IAM PassRole for AWS Services

In this lesson, we explore the IAM PassRole permission—a fundamental requirement for delegating roles to AWS services such as Amazon Elastic Compute Cloud (EC2) instances and AWS Lambda functions.

Understanding IAM PassRole

To delegate a role to an AWS service, users need explicit permissions defined in an IAM policy. The iam:PassRole action specifically enables a user to transfer an existing role to another service, while the iam:GetRole action permits them to view role details.

Example IAM Policy

Below is an example policy that grants a user permission to retrieve role information and pass the role to an AWS service.
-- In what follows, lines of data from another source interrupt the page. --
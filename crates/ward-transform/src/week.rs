//! Calendar-week bucketing for admission and discharge dates.

use chrono::{Datelike, Duration, NaiveDate};

/// Monday-aligned start of the week containing `date`.
pub fn week_start(date: NaiveDate) -> NaiveDate {
    date - Duration::days(i64::from(date.weekday().num_days_from_monday()))
}

#[cfg(test)]
mod tests {
    use super::week_start;
    use chrono::NaiveDate;

    fn date(y: i32, m: u32, d: u32) -> NaiveDate {
        NaiveDate::from_ymd_opt(y, m, d).unwrap()
    }

    #[test]
    fn monday_maps_to_itself() {
        assert_eq!(week_start(date(2025, 1, 6)), date(2025, 1, 6));
    }

    #[test]
    fn midweek_and_sunday_map_back_to_monday() {
        assert_eq!(week_start(date(2025, 1, 8)), date(2025, 1, 6));
        assert_eq!(week_start(date(2025, 1, 12)), date(2025, 1, 6));
    }

    #[test]
    fn week_start_crosses_month_and_year_boundaries() {
        // 2025-01-01 is a Wednesday; its week starts in December 2024.
        assert_eq!(week_start(date(2025, 1, 1)), date(2024, 12, 30));
    }
}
The policy restricts these actions to roles matching the identifier "EC2-roles-for-XYZ-*", enhancing security by enforcing specific resource boundaries.

{
  "Version": "2012-10-17",
  "Statement": [{
    "Effect": "Allow",
    "Action": [
      "iam:GetRole",
      "iam:PassRole"
    ],
    "Resource": "arn:aws:iam::account-id:role/EC2-roles-for-XYZ-*"
  }]
}

Applying the IAM Policy

When this policy is attached to a user or role, it authorizes them to assign the specified role (e.g., EC2-roles-for-XYZ-*) to AWS services. This delegation ensures that the service receives the proper permissions defined by the role while maintaining strict control over which roles can be passed.

Implementing this policy effectively enforces your AWS security best practices, ensuring that users have the necessary, yet limited, permissions to delegate roles within your environment.